American motorcycle racer

Carl J. Reese is a multiple Guinness World Record-holding endurance driver and motorcyclist.

== Achievements ==

=== Guinness World Record: Shortest Charging Time in an Electric Vehicle ===
From 16 to 19 April 2015, Rodney Hawk, Deena Mastracci, and Reese drove from Los Angeles to New York City in a Tesla Model S P85D. The non-driving time was 12 hours, 48 minutes, and 19 seconds.
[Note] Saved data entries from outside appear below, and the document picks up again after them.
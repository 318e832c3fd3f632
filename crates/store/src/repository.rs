//! The repository contract consumed by every core component (§6).
//!
//! Implementations are the storage layer; this module only defines the
//! contract. Status updates support compare-and-set using an
//! expected-previous-status, which is the sole correctness mechanism
//! preventing split-brain between concurrent reviewers and concurrent
//! executors (§9 design note) — it is not optional.

use async_trait::async_trait;
use chrono::{DateTime, Utc};
use slb_common::{RequestId, Result, SessionId};

use crate::model::{Execution, Request, RequestStatus, Review, Session};

/// Pure decision function used inside [`Repository::try_submit_review`]'s
/// transaction: given the committed approval/rejection counts and the
/// request's `min_approvals`, decide the request's new status (or `None` if
/// nothing changes). Conflict-resolution policies (§4.5) are expressed as
/// values of this type so the decision runs inside the same transaction that
/// counts the reviews, without requiring a generic transaction combinator
/// over the trait object.
pub type DecideFn = fn(approvals: u32, rejections: u32, min_approvals: u32) -> Option<RequestStatus>;

/// Outcome of [`Repository::try_submit_review`].
#[derive(Debug, Clone, PartialEq, Eq)]
pub enum SubmitReviewOutcome {
    /// This session already reviewed this request; nothing was inserted.
    AlreadyReviewed,
    /// The review was recorded. `new_status` is set if the request's status
    /// advanced as a result (`None` means the policy left it unchanged).
    Recorded {
        approvals: u32,
        rejections: u32,
        new_status: Option<RequestStatus>,
    },
    /// The review was recorded but a concurrent status change meant the
    /// optimistic-lock compare-and-set on `expected_status` did not apply;
    /// the caller may retry or surface an invalid-transition error.
    CasConflict { approvals: u32, rejections: u32 },
}

/// Transactional accessors consumed by the classifier/requests/review/
/// executor/rollback components.
#[async_trait]
pub trait Repository: Send + Sync {
    // Sessions.
    async fn create_session(&self, session: &Session) -> Result<()>;
    async fn get_session(&self, id: SessionId) -> Result<Option<Session>>;
    async fn end_session(&self, id: SessionId) -> Result<()>;
    async fn list_active_sessions(&self, project_path: &str) -> Result<Vec<Session>>;
    /// `true` iff an active session in `project_path` has a model different
    /// from `excluding_model`.
    async fn different_model_exists(&self, project_path: &str, excluding_model: &str)
    -> Result<bool>;

    // Requests.
    async fn create_request(&self, request: &Request) -> Result<()>;
    async fn get_request(&self, id: RequestId) -> Result<Option<Request>>;
    async fn list_pending_requests(&self, project_path: &str) -> Result<Vec<Request>>;
    /// All requests with `status = pending` and `require_different_model =
    /// true`, across all projects — input to the escalation sweeper (§4.5).
    async fn list_pending_requiring_different_model(&self) -> Result<Vec<Request>>;
    /// Compare-and-set status transition. Returns `true` if the update
    /// applied, `false` if `expected` did not match the stored status.
    async fn update_status(
        &self,
        id: RequestId,
        expected: RequestStatus,
        new: RequestStatus,
        resolved_at: Option<DateTime<Utc>>,
        approval_expires_at: Option<DateTime<Utc>>,
    ) -> Result<bool>;
    async fn update_execution(&self, id: RequestId, execution: &Execution) -> Result<()>;
    async fn set_rollback_path(&self, id: RequestId, path: &str) -> Result<()>;

    // Reviews.
    async fn has_reviewer_reviewed(&self, request_id: RequestId, session_id: SessionId)
    -> Result<bool>;
    async fn list_reviews_for_request(&self, request_id: RequestId) -> Result<Vec<Review>>;
    async fn count_by_decision(&self, request_id: RequestId) -> Result<(u32, u32)>;
    /// Inside one transaction: re-check no duplicate review for
    /// (request_id, reviewer_session_id), insert the review, count
    /// approvals/rejections, run `decide`, and if it yields a new status,
    /// attempt the compare-and-set against `expected_status`.
    async fn try_submit_review(
        &self,
        review: &Review,
        expected_status: RequestStatus,
        min_approvals: u32,
        decide: DecideFn,
    ) -> Result<SubmitReviewOutcome>;
}
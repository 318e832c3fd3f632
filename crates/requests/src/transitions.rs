//! Request state machine (§4.3).

use chrono::{DateTime, Duration, Utc};
use slb_common::EngineError;
use slb_config::ApprovalConfig;
use slb_store::model::RequestStatus;

/// Allowed destinations for `from`. An empty slice means `from` is terminal.
#[must_use]
pub fn allowed_destinations(from: RequestStatus) -> &'static [RequestStatus] {
    use RequestStatus::{Approved, Cancelled, Escalated, Executed, ExecutionFailed, Executing, Pending, Rejected, TimedOut, Timeout};
    match from {
        Pending => &[Approved, Rejected, Cancelled, Timeout],
        Approved => &[Executing, Cancelled],
        Executing => &[Executed, ExecutionFailed, TimedOut],
        Timeout => &[Escalated],
        Rejected | Cancelled | Escalated | Executed | ExecutionFailed | TimedOut => &[],
    }
}

/// Validate that `from -> to` is a legal transition.
pub fn validate_transition(from: RequestStatus, to: RequestStatus) -> Result<(), EngineError> {
    if allowed_destinations(from).contains(&to) {
        Ok(())
    } else {
        Err(EngineError::InvalidTransition { from: from.as_str().to_string(), to: to.as_str().to_string() })
    }
}

/// The approval window for a request of the given risk tier: 10 minutes for
/// critical, 30 minutes otherwise (§4.3).
#[must_use]
pub fn approval_ttl(tier: slb_common::RiskTier, cfg: &ApprovalConfig) -> Duration {
    if tier == slb_common::RiskTier::Critical {
        Duration::minutes(cfg.ttl_critical_minutes as i64)
    } else {
        Duration::minutes(cfg.ttl_minutes as i64)
    }
}

/// Outcome of a transition attempt. `Conflict` means the optimistic lock
/// failed because another writer already moved the request off `from`.
#[derive(Debug, Clone, Copy, PartialEq, Eq)]
pub enum TransitionOutcome {
    Applied,
    Conflict,
}

/// Compute the `resolved_at`/`approval_expires_at` pair a transition into
/// `to` should persist, given the request's current tier and `now`.
#[must_use]
pub fn transition_timestamps(
    to: RequestStatus,
    tier: slb_common::RiskTier,
    cfg: &ApprovalConfig,
    now: DateTime<Utc>,
) -> (Option<DateTime<Utc>>, Option<DateTime<Utc>>) {
    let resolved_at = to.is_terminal().then_some(now);
    let approval_expires_at = (to == RequestStatus::Approved).then(|| now + approval_ttl(tier, cfg));
    (resolved_at, approval_expires_at)
}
=== Fastest time from Los Angeles to New York City in an electric vehicle ===
The April 16–19, 2015 trip also set the record for the fastest time from Los Angeles to New York City in an electric vehicle. The total trip time was 58 hours and 55 minutes. The trip was supported by Anthony Alvarado, Johnnie Oberg, and Matt Nordenstrom.
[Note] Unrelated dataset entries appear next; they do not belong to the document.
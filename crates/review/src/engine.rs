//! Review engine (§4.5): validates and records one reviewer's decision.

use chrono::{Duration, Utc};
use slb_common::{EngineError, RequestId, SessionId};
use slb_config::ReviewConfig;
use slb_store::{
    model::{Decision, Request, RequestStatus, Review},
    Repository, SubmitReviewOutcome,
};

use crate::{policy::decide_fn, signature};

/// Input to [`submit_review`].
pub struct SubmitReview<'a> {
    pub session_id: SessionId,
    pub session_key: &'a str,
    pub request_id: RequestId,
    pub decision: &'a str,
    pub comments: Option<String>,
}

/// Outcome of [`submit_review`].
#[derive(Debug, Clone, PartialEq, Eq)]
pub enum ReviewResult {
    Recorded { approvals: u32, rejections: u32, new_status: Option<RequestStatus> },
    /// A concurrent writer already moved the request off `pending`; the
    /// caller may retry.
    Conflict,
}

/// Validate and record a review (§4.5). Preconditions are checked in order;
/// the first failure short-circuits with the matching [`EngineError`].
pub async fn submit_review(repo: &dyn Repository, config: &ReviewConfig, input: SubmitReview<'_>) -> Result<ReviewResult, EngineError> {
    if input.session_key.trim().is_empty() {
        return Err(EngineError::MissingSessionKey);
    }
    let decision: Decision = input.decision.parse().map_err(|_| EngineError::InvalidDecision)?;

    let session = repo
        .get_session(input.session_id)
        .await
        .map_err(to_engine_error)?
        .ok_or(EngineError::SessionNotFound)?;
    if !session.is_active() {
        return Err(EngineError::SessionInactive);
    }

    if !constant_time_str_eq(&session.session_key, input.session_key) {
        return Err(EngineError::SessionKeyMismatch);
    }

    let request = repo
        .get_request(input.request_id)
        .await
        .map_err(to_engine_error)?
        .ok_or(EngineError::RequestNotFound)?;
    if request.status != RequestStatus::Pending {
        return Err(EngineError::RequestNotPending);
    }

    if input.session_id == request.requestor_session_id {
        check_self_review(config, &request, &session.agent)?;
    }

    if repo
        .has_reviewer_reviewed(input.request_id, input.session_id)
        .await
        .map_err(to_engine_error)?
    {
        return Err(EngineError::AlreadyReviewed);
    }

    if decision == Decision::Approve
        && request.require_different_model
        && session.model == request.requestor_model
    {
        return Err(EngineError::RequireDifferentModel);
    }

    let now = Utc::now();
    let sig = signature::sign(&session.session_key, input.request_id, decision, now);
    let review = Review {
        id: slb_common::ReviewId::new(),
        request_id: input.request_id,
        reviewer_session_id: input.session_id,
        reviewer_agent: session.agent,
        reviewer_model: session.model,
        decision,
        comments: input.comments,
        signature: sig,
        signature_timestamp: now,
        created_at: now,
    };

    let outcome = repo
        .try_submit_review(&review, RequestStatus::Pending, request.min_approvals, decide_fn(config.conflict_resolution))
        .await
        .map_err(to_engine_error)?;

    match outcome {
        SubmitReviewOutcome::AlreadyReviewed => Err(EngineError::AlreadyReviewed),
        SubmitReviewOutcome::Recorded { approvals, rejections, new_status } => {
            Ok(ReviewResult::Recorded { approvals, rejections, new_status })
        },
        SubmitReviewOutcome::CasConflict { .. } => Ok(ReviewResult::Conflict),
    }
}

fn check_self_review(config: &ReviewConfig, request: &Request, agent: &str) -> Result<(), EngineError> {
    let trusted = config.trusted_self_approve.iter().any(|a| a == agent);
    let delay_elapsed = Utc::now() - request.created_at >= Duration::minutes(config.trusted_self_approve_delay_minutes as i64);
    if trusted && delay_elapsed { Ok(()) } else { Err(EngineError::SelfReview) }
}

fn constant_time_str_eq(a: &str, b: &str) -> bool {
    if a.len() != b.len() {
        return false;
    }
    a.bytes().zip(b.bytes()).fold(0u8, |acc, (x, y)| acc | (x ^ y)) == 0
}

fn to_engine_error(err: slb_common::Error) -> EngineError {
    EngineError::Other(err.to_string())
}

#[allow(clippy::unwrap_used, clippy::expect_used)]
#[cfg(test)]
mod tests {
    use slb_common::RiskTier;
    use slb_store::{
        model::{CommandSpec, Justification, Session},
        SqliteRepository,
    };

    use super::*;

    async fn repo() -> SqliteRepository {
        SqliteRepository::new("sqlite::memory:").await.unwrap()
    }

    async fn session(repo: &SqliteRepository, agent: &str, model: &str, key: &str) -> SessionId {
        let s = Session {
            id: SessionId::new(),
            agent: agent.to_string(),
            program: "cli".to_string(),
            model: model.to_string(),
            project_path: "/proj".to_string(),
            session_key: key.to_string(),
            created_at: Utc::now(),
            last_active_at: Utc::now(),
            ended_at: None,
        };
        repo.create_session(&s).await.unwrap();
        s.id
    }

    fn request(requestor: SessionId, tier: RiskTier, min_approvals: u32, require_different_model: bool) -> Request {
        Request {
            id: RequestId::new(),
            project_path: "/proj".to_string(),
            requestor_session_id: requestor,
            requestor_agent: "agent-a".to_string(),
            requestor_model: "gpt".to_string(),
            risk_tier: tier,
            min_approvals,
            require_different_model,
            command: CommandSpec {
                raw: "rm -rf /tmp".to_string(),
                argv: None,
                cwd: "/proj".to_string(),
                shell: false,
                display_redacted: "rm -rf /tmp".to_string(),
                contains_sensitive: false,
                hash: "deadbeef".to_string(),
            },
            justification: Justification::default(),
            status: RequestStatus::Pending,
            created_at: Utc::now(),
            expires_at: Utc::now() + Duration::hours(1),
            approval_expires_at: None,
            resolved_at: None,
            execution: None,
            rollback_path: None,
        }
    }

    #[tokio::test]
    async fn approval_reaching_threshold_advances_status() {
        let repo = repo().await;
        let requestor = session(&repo, "agent-a", "gpt", "rk").await;
        let reviewer = session(&repo, "agent-b", "claude", "vk").await;
        let req = request(requestor, RiskTier::Dangerous, 1, false);
        repo.create_request(&req).await.unwrap();

        let cfg = ReviewConfig::default();
        let result = submit_review(
            &repo,
            &cfg,
            SubmitReview { session_id: reviewer, session_key: "vk", request_id: req.id, decision: "approve", comments: None },
        )
        .await
        .unwrap();

        assert_eq!(result, ReviewResult::Recorded { approvals: 1, rejections: 0, new_status: Some(RequestStatus::Approved) });
    }

    #[tokio::test]
    async fn wrong_session_key_is_rejected() {
        let repo = repo().await;
        let requestor = session(&repo, "agent-a", "gpt", "rk").await;
        let reviewer = session(&repo, "agent-b", "claude", "vk").await;
        let req = request(requestor, RiskTier::Dangerous, 1, false);
        repo.create_request(&req).await.unwrap();

        let cfg = ReviewConfig::default();
        let result = submit_review(
            &repo,
            &cfg,
            SubmitReview { session_id: reviewer, session_key: "wrong", request_id: req.id, decision: "approve", comments: None },
        )
        .await;
        assert_eq!(result, Err(EngineError::SessionKeyMismatch));
    }

    #[tokio::test]
    async fn self_review_is_blocked_without_trust() {
        let repo = repo().await;
        let requestor = session(&repo, "agent-a", "gpt", "rk").await;
        let req = request(requestor, RiskTier::Dangerous, 1, false);
        repo.create_request(&req).await.unwrap();

        let cfg = ReviewConfig::default();
        let result = submit_review(
            &repo,
            &cfg,
            SubmitReview { session_id: requestor, session_key: "rk", request_id: req.id, decision: "approve", comments: None },
        )
        .await;
        assert_eq!(result, Err(EngineError::SelfReview));
    }

    #[tokio::test]
    async fn same_model_cannot_approve_critical_require_diff_model() {
        let repo = repo().await;
        let requestor = session(&repo, "agent-a", "gpt", "rk").await;
        let reviewer = session(&repo, "agent-b", "gpt", "vk").await;
        let req = request(requestor, RiskTier::Critical, 2, true);
        repo.create_request(&req).await.unwrap();

        let cfg = ReviewConfig::default();
        let result = submit_review(
            &repo,
            &cfg,
            SubmitReview { session_id: reviewer, session_key: "vk", request_id: req.id, decision: "approve", comments: None },
        )
        .await;
        assert_eq!(result, Err(EngineError::RequireDifferentModel));
    }

    #[tokio::test]
    async fn duplicate_review_is_rejected() {
        let repo = repo().await;
        let requestor = session(&repo, "agent-a", "gpt", "rk").await;
        let reviewer = session(&repo, "agent-b", "claude", "vk").await;
        let req = request(requestor, RiskTier::Dangerous, 2, false);
        repo.create_request(&req).await.unwrap();

        let cfg = ReviewConfig::default();
        submit_review(
            &repo,
            &cfg,
            SubmitReview { session_id: reviewer, session_key: "vk", request_id: req.id, decision: "approve", comments: None },
        )
        .await
        .unwrap();

        let result = submit_review(
            &repo,
            &cfg,
            SubmitReview { session_id: reviewer, session_key: "vk", request_id: req.id, decision: "approve", comments: None },
        )
        .await;
        assert_eq!(result, Err(EngineError::AlreadyReviewed));
    }
}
=== Transcontinental autonomous record ===
From October 18–21, 2015, Deena Mastracci, Reese, and Alex Roy set the first record for the shortest LA-NYC trip with a semi-autonomous car. The trio drove from Redondo Beach, CA in route to Red Ball Garage in Manhattan in 57 hours and 48 minutes. The drivers used the autopilot function of the Tesla Model S P85D for 96.1% of the 2995-mile journey.

=== Double transcontinental electric vehicle record ===
On October 22, 2015, after fewer than 28 hours in New York City after the record-breaking autonomous run, Deena Mastracci and Reese drove the Tesla P85D back to the Portofino Hotel in Redondo Beach, California. A notary stood by to officially log the couple in; a staff member of the Portofino was witness.

The couple set the double transcontinental record for an electric vehicle (round trip LA-NYC-LA) with a time of 6 days, 6 hours, and 22 minutes; this beat the previous record set by Dan Edmunds and Kurt Niebuhrs, which was 6 days, 23 hours, and 4 minutes.

=== Solo motorcycle "Cannonball" record from Los Angeles to New York City ===
Reese held the record for fastest solo motorcycle from Los Angeles to New York City with a time of 38 hours and 49 minutes. He departed from Winnetka, CA on 28 August 2015 at 3:15 am and arrived in New York City the next day at 9:04 pm. Reese insisted on notaries at both the start and finish lines who verified his identification, engine number, odometer reading, and VIN. The motorcycle used was also tracked by third-party GPS tracking. His record was later beaten by Adam Frasca on April 10, 2019, with an east to west record time of 37 hours 7 minutes and again two weeks later by Calvin Cote with a west to east record time of 35 hours 6 minutes on April 21, 2019.

===Guinness World Record: Greatest Distance in 24 hours on a Motorcycle (solo)===
On February 26, 2017, Reese broke the Guinness Book of World Record for Greatest Distance in 24 hours on a Motorcycle (individual) on a track. Riding a BMW K1600, Reese partnered with Continental AG to use the 8.5 mile closed track to set his latest world record. Continental Tire Proving Grounds are located in Uvalde, Texas.
Reese totaled 2116.5 miles in less than a 24-hour period. Breaking the existing Guinness record of 2023.5 miles held by Matthew McKelvey in 2014.

== Philanthropy ==

=== Motorcycle Relief Project ===
Reese and Deena Mastracci have set multiple world records to bring attention to Motorcycle Relief Project, a US-based charity that helps combat veterans with PTSD.

=== Coalition of Hope ===
On 3 September 2016 Reese rode Mount Chimborazo in Ecuador to bring awareness to the April 2016 earthquake. Reese rode to bring attention to the "Ecuador Earthquake Relief" project by Coalition of Hope, a US-based charity, and The Ride of My Life YouTube production company.